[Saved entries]
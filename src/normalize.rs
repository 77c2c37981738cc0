use crate::color::{Palette, WeightedColor};
use crate::error::MachineError;

/// Order palette entries by weight, heaviest first.
///
/// Missing weights sort as 0. The sort is stable, so entries with equal
/// weight keep their input order.
pub fn sort_palette(palette: &Palette) -> Palette {
    let mut entries = palette.entries().to_vec();
    sort_entries(&mut entries);
    Palette::new(entries)
}

fn sort_entries(entries: &mut [WeightedColor]) {
    entries.sort_by(|a, b| {
        b.weight_or_zero()
            .partial_cmp(&a.weight_or_zero())
            .unwrap_or(core::cmp::Ordering::Equal)
    });
}

/// Pad a palette with zero-weight white entries up to `target_len`, then sort
/// it by weight.
///
/// Fails with [`MachineError::EmptyPalette`] for an empty palette, with
/// [`MachineError::InvalidEntry`] for a weight outside [0, 1], and with
/// [`MachineError::SchemaMismatch`] when the palette is longer than
/// `target_len`; palettes are never truncated.
pub fn normalize_palette(palette: &Palette, target_len: usize) -> Result<Palette, MachineError> {
    if palette.is_empty() {
        return Err(MachineError::EmptyPalette);
    }
    if palette.len() > target_len {
        return Err(MachineError::SchemaMismatch {
            expected: target_len,
            actual: palette.len(),
        });
    }
    palette.check()?;

    let mut entries = Vec::with_capacity(target_len);
    entries.extend_from_slice(palette.entries());
    entries.resize(target_len, WeightedColor::padding());
    sort_entries(&mut entries);

    Ok(Palette::new(entries))
}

Description of the task: Find every line of the data above that holds the word "MachineError", then state how many there are and nothing else.

Exercise output: 7